What he says: “What I’d like to do is change the thought process into this: Our job when we get together is to give Oregonians some choices. They can vote yes or no, but you give them choices and if they say yes they will get exactly what they voted for. It will not be a billion more for K-12, not a new blank check for prisons or universities. It will be some very specific stuff and ultimately from that, I think the scale of what we can do with the voters will go up.”
Barbara Roberts — Democrat
In office: 1991-95
Age: 76
Where is she now? Retired from a position at the Portland State University’s Hatfield School of Government’s Executive Leadership Institute, Roberts wrote an autobiography that was published in 2011. She has been involved in numerous boards and serves as a public speaker, according to PSU.

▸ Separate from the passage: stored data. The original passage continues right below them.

//! Render command - draw a pattern to SVG (stdout or file) or PNG.

use std::fs;
use std::io::{self, Write};

use image::RgbaImage;
use tiny_skia::Pixmap;

use string_art::{Artwork, Dimensions, DrawOptions, SvgRenderer};

use super::common::{build_artwork, canvas_size, parse_art_args, ArtArgs};

/// Draw `art` with the size and position from `args` and return the SVG text.
pub fn render_svg(art: &mut dyn Artwork, args: &ArtArgs) -> Result<(String, Dimensions), String> {
    let size = canvas_size(args, art);
    let mut renderer = SvgRenderer::new(size);
    let options = match args.position {
        Some(position) => DrawOptions::to_position(position),
        None => DrawOptions::full(),
    };

    let outcome = art.draw(&mut renderer, options).map_err(|e| e.to_string())?;
    log::info!(
        "{}: drew {} of {} steps on {}x{}",
        art.id(),
        outcome.position(),
        art.step_count(),
        size.width,
        size.height
    );

    let svg = renderer.to_svg().map_err(|e| e.to_string())?;
    Ok((svg, size))
}

/// Rasterize SVG text with resvg.
pub fn rasterize(svg: &str, size: Dimensions) -> Result<RgbaImage, String> {
    let width = size.width.round().max(1.0) as u32;
    let height = size.height.round().max(1.0) as u32;

    let tree = usvg::Tree::from_str(svg, &usvg::Options::default())
        .map_err(|e| format!("failed to parse generated SVG: {}", e))?;
    let mut pixmap = Pixmap::new(width, height).ok_or("failed to create pixmap")?;
    resvg::render(&tree, tiny_skia::Transform::default(), &mut pixmap.as_mut());

    RgbaImage::from_raw(width, height, pixmap.take()).ok_or_else(|| "failed to build image".to_string())
}

/// Write to `output`: stdout for none or `-`, PNG for `.png`, SVG otherwise.
pub fn write_output(svg: &str, size: Dimensions, output: Option<&str>) -> Result<(), String> {
    match output {
        None | Some("-") => io::stdout().write_all(svg.as_bytes()).map_err(|e| e.to_string()),
        Some(path) if path.to_lowercase().ends_with(".png") => {
            let image = rasterize(svg, size)?;
            image.save(path).map_err(|e| format!("failed to write {}: {}", path, e))?;
            eprintln!("Wrote {}", path);
            Ok(())
        }
        Some(path) => {
            fs::write(path, svg).map_err(|e| format!("failed to write {}: {}", path, e))?;
            eprintln!("Wrote {}", path);
            Ok(())
        }
    }
}

pub fn cmd_render(args: &[String]) -> Result<(), String> {
    let parsed = parse_art_args(args)?;
    let mut art = build_artwork(&parsed)?;
    let (svg, size) = render_svg(art.as_mut(), &parsed)?;
    write_output(&svg, size, parsed.output.as_deref())
}

#[cfg(test)]
mod tests {
    use super::*;
    use string_art::Pattern;

    #[test]
    fn position_limits_the_drawing() {
        let mut art = Pattern::Parabola.create().unwrap();
        let args = ArtArgs { position: Some(0), size: Some(Dimensions::square(100.0)), ..ArtArgs::default() };
        let (svg, size) = render_svg(art.as_mut(), &args).unwrap();
        assert_eq!(size, Dimensions::square(100.0));
        assert_eq!(art.position(), 0);
        assert!(svg.contains("<svg"));
    }

    #[test]
    fn rasterizes_to_the_canvas_size() {
        let mut art = Pattern::Star.create().unwrap();
        let args = ArtArgs { size: Some(Dimensions::new(120.0, 80.0)), ..ArtArgs::default() };
        let (svg, size) = render_svg(art.as_mut(), &args).unwrap();
        let image = rasterize(&svg, size).unwrap();
        assert_eq!(image.dimensions(), (120, 80));
    }
}
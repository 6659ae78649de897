//! SVG output.
//!
//! Strokes are buffered as paths, one per run of lines sharing color and
//! width; a line starting where the previous one ended extends the current
//! subpath instead of opening a new one, so a continuous thread stays a
//! single polyline. Nails are written on top of the strings.

use std::fmt::Write as _;

use quick_xml::Writer;
use quick_xml::events::{BytesDecl, BytesEnd, BytesStart, BytesText, Event};
use thiserror::Error;

use crate::geometry::{Dimensions, Point, round_to};
use crate::nails::{NailsGroupOptions, NumberedNail};

use super::Renderer;

const DEFAULT_STROKE: &str = "#000000";
const DEFAULT_NAIL_COLOR: &str = "#000000";

#[derive(Debug, Error)]
pub enum SvgError {
    #[error("failed to write SVG: {0}")]
    Write(String),
    #[error("SVG output is not UTF-8: {0}")]
    Encoding(#[from] std::string::FromUtf8Error),
}

#[derive(Debug, Clone)]
struct StrokeRun {
    color: String,
    width: f64,
    path: String,
    last: Option<Point>,
}

#[derive(Debug, Clone)]
struct NailsLayer {
    group: String,
    nails: Vec<NumberedNail>,
    options: NailsGroupOptions,
}

#[derive(Debug, Clone)]
pub struct SvgRenderer {
    size: Dimensions,
    background: Option<String>,
    color: String,
    line_width: f64,
    runs: Vec<StrokeRun>,
    nails: Vec<NailsLayer>,
}

fn coord(value: f64) -> f64 {
    let rounded = round_to(value, 3);
    if rounded == 0.0 { 0.0 } else { rounded }
}

fn emit(writer: &mut Writer<Vec<u8>>, event: Event<'_>) -> Result<(), SvgError> {
    writer
        .write_event(event)
        .map_err(|e| SvgError::Write(e.to_string()))
}

impl SvgRenderer {
    pub fn new(size: Dimensions) -> Self {
        Self {
            size,
            background: None,
            color: DEFAULT_STROKE.to_string(),
            line_width: 1.0,
            runs: Vec::new(),
            nails: Vec::new(),
        }
    }

    /// Number of `<path>` elements the strings will produce.
    pub fn path_count(&self) -> usize {
        self.runs.len()
    }

    fn current_run(&mut self) -> &mut StrokeRun {
        let reusable = self
            .runs
            .last()
            .is_some_and(|run| run.color == self.color && run.width == self.line_width);
        if !reusable {
            self.runs.push(StrokeRun {
                color: self.color.clone(),
                width: self.line_width,
                path: String::new(),
                last: None,
            });
        }
        let last = self.runs.len() - 1;
        &mut self.runs[last]
    }

    /// Serialize everything rendered so far.
    pub fn to_svg(&self) -> Result<String, SvgError> {
        let mut writer = Writer::new_with_indent(Vec::new(), b' ', 2);
        emit(&mut writer, Event::Decl(BytesDecl::new("1.0", Some("UTF-8"), None)))?;

        let width = coord(self.size.width).to_string();
        let height = coord(self.size.height).to_string();
        let view_box = format!("0 0 {} {}", width, height);
        let mut svg = BytesStart::new("svg");
        svg.push_attribute(("xmlns", "http://www.w3.org/2000/svg"));
        svg.push_attribute(("width", width.as_str()));
        svg.push_attribute(("height", height.as_str()));
        svg.push_attribute(("viewBox", view_box.as_str()));
        emit(&mut writer, Event::Start(svg))?;

        if let Some(background) = &self.background {
            let mut rect = BytesStart::new("rect");
            rect.push_attribute(("width", "100%"));
            rect.push_attribute(("height", "100%"));
            rect.push_attribute(("fill", background.as_str()));
            emit(&mut writer, Event::Empty(rect))?;
        }

        let mut strings = BytesStart::new("g");
        strings.push_attribute(("id", "strings"));
        strings.push_attribute(("fill", "none"));
        strings.push_attribute(("stroke-linecap", "round"));
        strings.push_attribute(("stroke-linejoin", "round"));
        emit(&mut writer, Event::Start(strings))?;
        for run in self.runs.iter().filter(|run| !run.path.is_empty()) {
            let stroke_width = coord(run.width).to_string();
            let mut path = BytesStart::new("path");
            path.push_attribute(("stroke", run.color.as_str()));
            path.push_attribute(("stroke-width", stroke_width.as_str()));
            path.push_attribute(("d", run.path.as_str()));
            emit(&mut writer, Event::Empty(path))?;
        }
        emit(&mut writer, Event::End(BytesEnd::new("g")))?;

        for layer in &self.nails {
            self.write_nails(&mut writer, layer)?;
        }

        emit(&mut writer, Event::End(BytesEnd::new("svg")))?;
        Ok(String::from_utf8(writer.into_inner())?)
    }

    fn write_nails(&self, writer: &mut Writer<Vec<u8>>, layer: &NailsLayer) -> Result<(), SvgError> {
        let fill = layer.options.color.as_deref().unwrap_or(DEFAULT_NAIL_COLOR);
        let id = format!("nails-{}", layer.group);
        let mut group = BytesStart::new("g");
        group.push_attribute(("id", id.as_str()));
        group.push_attribute(("fill", fill));
        emit(writer, Event::Start(group))?;

        let radius = coord(layer.options.radius).to_string();
        for nail in &layer.nails {
            let cx = coord(nail.point.x).to_string();
            let cy = coord(nail.point.y).to_string();
            let mut circle = BytesStart::new("circle");
            circle.push_attribute(("cx", cx.as_str()));
            circle.push_attribute(("cy", cy.as_str()));
            circle.push_attribute(("r", radius.as_str()));
            emit(writer, Event::Empty(circle))?;
        }

        if layer.options.show_numbers {
            let font_size = coord(layer.options.font_size).to_string();
            for nail in &layer.nails {
                let x = coord(nail.point.x + layer.options.radius * 1.5).to_string();
                let y = coord(nail.point.y - layer.options.radius * 1.5).to_string();
                let number = nail.number.to_string();
                let mut text = BytesStart::new("text");
                text.push_attribute(("x", x.as_str()));
                text.push_attribute(("y", y.as_str()));
                text.push_attribute(("font-size", font_size.as_str()));
                emit(writer, Event::Start(text))?;
                emit(writer, Event::Text(BytesText::new(&number)))?;
                emit(writer, Event::End(BytesEnd::new("text")))?;
            }
        }

        emit(writer, Event::End(BytesEnd::new("g")))
    }
}

impl Renderer for SvgRenderer {
    fn get_size(&self) -> Dimensions {
        self.size
    }

    fn reset_strings(&mut self) {
        self.runs.clear();
    }

    fn reset_nails(&mut self) {
        self.nails.clear();
    }

    fn set_line_width(&mut self, width: f64) {
        self.line_width = width;
    }

    fn set_color(&mut self, color: &str) {
        self.color = color.to_string();
    }

    fn set_background(&mut self, color: Option<&str>) {
        self.background = color.map(str::to_string);
    }

    fn render_line(&mut self, from: Point, to: Point) {
        let run = self.current_run();
        let continues = run
            .last
            .is_some_and(|last| coord(last.x) == coord(from.x) && coord(last.y) == coord(from.y));
        if !continues {
            if !run.path.is_empty() {
                run.path.push(' ');
            }
            let _ = write!(run.path, "M{} {}", coord(from.x), coord(from.y));
        }
        let _ = write!(run.path, " L{} {}", coord(to.x), coord(to.y));
        run.last = Some(to);
    }

    fn render_nails_group(&mut self, group: &str, nails: &[NumberedNail], options: &NailsGroupOptions) {
        self.nails.push(NailsLayer {
            group: group.to_string(),
            nails: nails.to_vec(),
            options: options.clone(),
        });
    }
}

#[cfg(test)]
mod tests {
    use super::*;

    #[test]
    fn continuous_lines_share_a_subpath() {
        let mut renderer = SvgRenderer::new(Dimensions::square(100.0));
        renderer.set_color("#ff0000");
        renderer.render_line(Point::new(0.0, 0.0), Point::new(10.0, 0.0));
        renderer.render_line(Point::new(10.0, 0.0), Point::new(10.0, 10.5));
        renderer.render_line(Point::new(50.0, 50.0), Point::new(60.0, 60.0));

        let svg = renderer.to_svg().unwrap();
        assert_eq!(renderer.path_count(), 1);
        assert!(svg.contains(r#"d="M0 0 L10 0 L10 10.5 M50 50 L60 60""#), "{}", svg);
        assert!(svg.contains(r##"stroke="#ff0000""##));
    }

    #[test]
    fn color_change_starts_new_path() {
        let mut renderer = SvgRenderer::new(Dimensions::square(100.0));
        renderer.set_color("red");
        renderer.render_line(Point::new(0.0, 0.0), Point::new(1.0, 1.0));
        renderer.set_color("blue");
        renderer.render_line(Point::new(1.0, 1.0), Point::new(2.0, 2.0));
        assert_eq!(renderer.path_count(), 2);
    }

    #[test]
    fn document_has_background_and_nails() {
        let mut renderer = SvgRenderer::new(Dimensions::new(200.0, 100.0));
        renderer.set_background(Some("#0e0e0e"));
        let options = NailsGroupOptions {
            show_numbers: true,
            ..NailsGroupOptions::default()
        };
        renderer.render_nails_group(
            "default",
            &[NumberedNail { number: 7, point: Point::new(5.0, 5.0) }],
            &options,
        );

        let svg = renderer.to_svg().unwrap();
        assert!(svg.starts_with("<?xml"));
        assert!(svg.contains(r#"viewBox="0 0 200 100""#));
        assert!(svg.contains(r##"fill="#0e0e0e""##));
        assert!(svg.contains(r#"<circle cx="5" cy="5" r="1.5"/>"#), "{}", svg);
        assert!(svg.contains(">7</text>"));
    }

    #[test]
    fn reset_strings_drops_paths() {
        let mut renderer = SvgRenderer::new(Dimensions::square(10.0));
        renderer.render_line(Point::new(0.0, 0.0), Point::new(1.0, 1.0));
        renderer.reset_strings();
        assert_eq!(renderer.path_count(), 0);
        assert!(!renderer.to_svg().unwrap().contains("<path"));
    }
}
//! Controls and layout helpers shared by the bundled patterns.

use crate::config::{Config, ControlConfig};
use crate::geometry::Dimensions;
use crate::shapes::CircleConfig;

pub fn margin_control() -> ControlConfig {
    ControlConfig::range("margin", "Margin", 20.0, 0.0, 200.0, 1.0).structural()
}

/// Rotation in degrees.
pub fn rotation_control() -> ControlConfig {
    ControlConfig::range("rotation", "Rotation", 0.0, 0.0, 360.0, 1.0).structural()
}

pub fn distortion_control() -> ControlConfig {
    ControlConfig::range("distortion", "Distortion", 0.0, -0.99, 0.99, 0.01).structural()
}

/// The `rotation` control as a fraction of a turn.
pub fn rotation(config: &Config) -> f64 {
    config.number("rotation") / 360.0
}

/// A circle of `n` nails filling `size`, with margin, rotation and
/// distortion read from the shared controls.
pub fn circle_config(config: &Config, n: usize, size: Dimensions) -> CircleConfig {
    CircleConfig::new(n, size)
        .with_margin(config.number("margin"))
        .with_rotation(rotation(config))
        .with_distortion(config.number("distortion"))
}

/// Radius of the largest circle inside `size` minus `margin`.
pub fn inner_radius(config: &Config, size: Dimensions) -> f64 {
    size.min_side() / 2.0 - config.number("margin")
}
//! Parabola: the classic first string-art piece. Two lines meet at a corner
//! and nail `i` of one connects to nail `i` of the other, so the strings
//! envelope a parabolic curve.

use std::sync::Arc;

use crate::color::{color_controls, colorize};
use crate::config::{Config, ControlConfig};
use crate::engine::{PatternDefinition, PatternError};
use crate::geometry::{Dimensions, Point};
use crate::nails::{NailKey, NailsSetter};
use crate::shapes::{Line, LineConfig, Pivot, Shape};
use crate::steps::{Step, Steps};

use super::util::{margin_control, rotation, rotation_control};

#[derive(Debug, Clone, Copy, Default)]
pub struct Parabola;

/// The two arms, sharing the corner nail.
#[derive(Debug)]
pub struct Arms {
    pub a: Line,
    pub b: Line,
}

fn arm_key(arm: char, index: usize) -> NailKey {
    NailKey::Name(format!("{}{}", arm, index))
}

impl PatternDefinition for Parabola {
    type Calc = Arms;

    fn id(&self) -> &'static str {
        "parabola"
    }

    fn name(&self) -> &'static str {
        "Parabola"
    }

    fn controls(&self) -> Vec<ControlConfig> {
        vec![
            ControlConfig::range("n", "Nails per line", 40.0, 2.0, 200.0, 1.0)
                .structural()
                .affects_step_count(),
            ControlConfig::range("angle", "Corner angle", 90.0, 10.0, 170.0, 1.0).structural(),
            margin_control(),
            rotation_control(),
            color_controls(),
        ]
    }

    fn get_calc(&self, config: &Config, size: Dimensions) -> Result<Arms, PatternError> {
        let n = config.count("n");
        let margin = config.number("margin");
        let length = size.min_side() - 2.0 * margin;
        let center = size.center();
        let corner = Point::new(center.x - length / 2.0, center.y + length / 2.0);

        // Arm a runs down into the corner, arm b leaves it to the right.
        let opening = config.number("angle").to_radians();
        let top = Point::new(corner.x + length * opening.cos(), corner.y - length * opening.sin());
        let right = Point::new(corner.x + length, corner.y);

        let turn = rotation(config);
        let a = Line::new(LineConfig::new(top, corner, n).with_rotation(turn, Pivot::Point(center)))?
            .with_unique_key(Arc::new(|index| arm_key('a', index)));
        let b = Line::new(LineConfig::new(corner, right, n).with_rotation(turn, Pivot::Point(center)))?
            .with_unique_key(Arc::new(|index| arm_key('b', index)));
        Ok(Arms { a, b })
    }

    fn draw_nails(&self, calc: &Arms, nails: &mut dyn NailsSetter) {
        calc.a.draw_nails(nails);
        calc.b.draw_nails(nails);
    }

    fn draw_strings(&self, _calc: Arc<Arms>, config: &Config) -> Steps {
        let steps = (0..config.count("n")).map(|i| Step::line(arm_key('a', i), arm_key('b', i)));
        colorize(config, steps, self.get_step_count(config))
    }

    fn get_step_count(&self, config: &Config) -> usize {
        config.count("n")
    }

    fn get_nail_count(&self, config: &Config) -> usize {
        2 * config.count("n")
    }
}

#[cfg(test)]
mod tests {
    use super::*;
    use crate::config::get_config_default_values;
    use crate::nails::Nails;
    use crate::patterns::testing::check_counts;

    #[test]
    fn counts_match() {
        check_counts(Parabola, &Config::new());
        check_counts(Parabola, &Config::new().with("n", 2.0).with("angle", 45.0).with("rotation", 30.0));
    }

    #[test]
    fn corner_nail_is_shared() {
        let config = Config::merged(
            &get_config_default_values(&Parabola.controls()),
            &Config::new().with("n", 10.0),
        );
        let arms = Parabola.get_calc(&config, Dimensions::square(200.0)).unwrap();
        let mut nails = Nails::default();
        Parabola.draw_nails(&arms, &mut nails);

        assert_eq!(nails.len(), 20);
        assert_eq!(nails.unique_count(), 19);
        assert_eq!(nails.number_of(&arm_key('a', 9)), nails.number_of(&arm_key('b', 0)));
    }
}
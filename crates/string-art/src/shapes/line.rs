//! Evenly spaced nails on a straight segment.

use crate::geometry::{BoundingRect, PI2, Point};
use crate::nails::{NailKey, NailsSetter};

use super::{Shape, ShapeError, UniqueKeyFn, key_for};

/// The point a line rotates around.
#[derive(Debug, Clone, Copy, PartialEq, Default)]
pub enum Pivot {
    #[default]
    Center,
    From,
    To,
    Point(Point),
}

#[derive(Debug, Clone, PartialEq)]
pub struct LineConfig {
    pub from: Point,
    pub to: Point,
    pub n: usize,
    /// Fraction of a full turn.
    pub rotation: f64,
    pub pivot: Pivot,
    /// First index registered as a nail.
    pub draw_start_index: Option<usize>,
    /// Last index registered as a nail (inclusive).
    pub draw_end_index: Option<usize>,
}

impl LineConfig {
    pub fn new(from: Point, to: Point, n: usize) -> Self {
        Self {
            from,
            to,
            n,
            rotation: 0.0,
            pivot: Pivot::Center,
            draw_start_index: None,
            draw_end_index: None,
        }
    }

    pub fn with_rotation(mut self, rotation: f64, pivot: Pivot) -> Self {
        self.rotation = rotation;
        self.pivot = pivot;
        self
    }

    pub fn with_draw_window(mut self, start: usize, end: usize) -> Self {
        self.draw_start_index = Some(start);
        self.draw_end_index = Some(end);
        self
    }
}

#[derive(Clone)]
pub struct Line {
    config: LineConfig,
    from: Point,
    to: Point,
    unique_key: Option<UniqueKeyFn>,
}

impl std::fmt::Debug for Line {
    fn fmt(&self, f: &mut std::fmt::Formatter<'_>) -> std::fmt::Result {
        f.debug_struct("Line").field("config", &self.config).finish_non_exhaustive()
    }
}

impl Line {
    pub fn new(config: LineConfig) -> Result<Self, ShapeError> {
        if config.n < 1 {
            return Err(ShapeError::TooFewNails { shape: "line", min: 1, got: config.n });
        }
        let pivot = match config.pivot {
            Pivot::Center => config.from.lerp(config.to, 0.5),
            Pivot::From => config.from,
            Pivot::To => config.to,
            Pivot::Point(point) => point,
        };
        let angle = config.rotation * PI2;
        let from = config.from.rotate_around(pivot, angle);
        let to = config.to.rotate_around(pivot, angle);
        Ok(Self { config, from, to, unique_key: None })
    }

    pub fn with_unique_key(mut self, hook: UniqueKeyFn) -> Self {
        self.unique_key = Some(hook);
        self
    }

    pub fn from(&self) -> Point {
        self.from
    }

    pub fn to(&self) -> Point {
        self.to
    }

    /// Indices inside the draw window.
    pub fn drawn_indices(&self) -> std::ops::RangeInclusive<usize> {
        let last = self.config.n - 1;
        let start = self.config.draw_start_index.unwrap_or(0).min(last);
        let end = self.config.draw_end_index.unwrap_or(last).min(last);
        start..=end
    }
}

impl Shape for Line {
    fn nail_count(&self) -> usize {
        self.drawn_indices().count()
    }

    fn get_point(&self, index: usize) -> Point {
        if self.config.n == 1 {
            return self.from;
        }
        let t = index as f64 / (self.config.n - 1) as f64;
        self.from.lerp(self.to, t)
    }

    fn get_key(&self, index: usize) -> NailKey {
        key_for(self.unique_key.as_ref(), index)
    }

    fn draw_nails(&self, nails: &mut dyn NailsSetter) {
        for index in self.drawn_indices() {
            nails.add_nail(self.get_key(index), self.get_point(index));
        }
    }

    fn get_bounding_rect(&self) -> BoundingRect {
        BoundingRect::from_points([self.from, self.to])
            .unwrap_or_else(|| BoundingRect::from_edges(self.from.y, self.from.x, self.from.y, self.from.x))
    }
}
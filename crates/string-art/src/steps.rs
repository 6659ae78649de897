//! Threading steps.
//!
//! A pattern describes its strings as a lazy sequence of [`Step`]s. Each step
//! pulls exactly one string, so counting steps counts rendered lines.
//!
//! ## Rust Lesson #25: Iterators Instead of Generators
//!
//! Rust has no stable generators, but an `Iterator` that owns its state
//! (indices plus an `Arc` of the shared geometry) is just as lazy and can be
//! paused and resumed at will: the engine simply stops calling `next()`.

use crate::nails::NailKey;

/// Begin a new color layer before the step's string.
#[derive(Debug, Clone, PartialEq, Default)]
pub struct LayerStart {
    pub name: Option<String>,
    pub color: Option<String>,
}

impl LayerStart {
    pub fn color(color: impl Into<String>) -> Self {
        Self { name: None, color: Some(color.into()) }
    }

    pub fn with_name(mut self, name: impl Into<String>) -> Self {
        self.name = Some(name.into());
        self
    }
}

#[derive(Debug, Clone, PartialEq)]
pub struct Step {
    pub layer: Option<LayerStart>,
    /// Move the pen here first, without drawing.
    pub from: Option<NailKey>,
    pub to: NailKey,
}

impl Step {
    /// Continue the thread from wherever the pen is.
    pub fn to(key: impl Into<NailKey>) -> Self {
        Self { layer: None, from: None, to: key.into() }
    }

    /// Lift the pen to `from`, then pull a string to `to`.
    pub fn line(from: impl Into<NailKey>, to: impl Into<NailKey>) -> Self {
        Self { layer: None, from: Some(from.into()), to: to.into() }
    }

    pub fn with_layer(mut self, layer: LayerStart) -> Self {
        self.layer = Some(layer);
        self
    }
}

/// The boxed step sequence every pattern hands to the engine.
pub type Steps = Box<dyn Iterator<Item = Step>>;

What she says: “What I clearly learned … was it’s not the name of a tax that makes it good or bad; it’s the design that makes it good or bad in terms of fairness. I learned that we could have a good or bad property tax or income tax or sales tax. So I began to understand a sales tax wasn’t inherently evil; it was a tool just like any other tax to fund services.”
John Kitzhaber — Democrat
In office: 1995-2003; now serving his third term, since 2011
Age: 66
What he says: “It’s going to take time, it’s going to take a strategic approach, and it’s going to take discipline. It is easy to aggregate the billions of tax dollars now going out in credits, incentives and deductions. It is more difficult to find opportunities for significant revenue.”
Former Gov. Ted Kulongoski, a Democrat who served 2003-11, declined to comment for this story. In an email, he wrote that the current governor “has made policy choices with information that I don’t have” and as a result believed his responses to questions “would not be very helpful to or appropriate for Governor Kitzhaber.”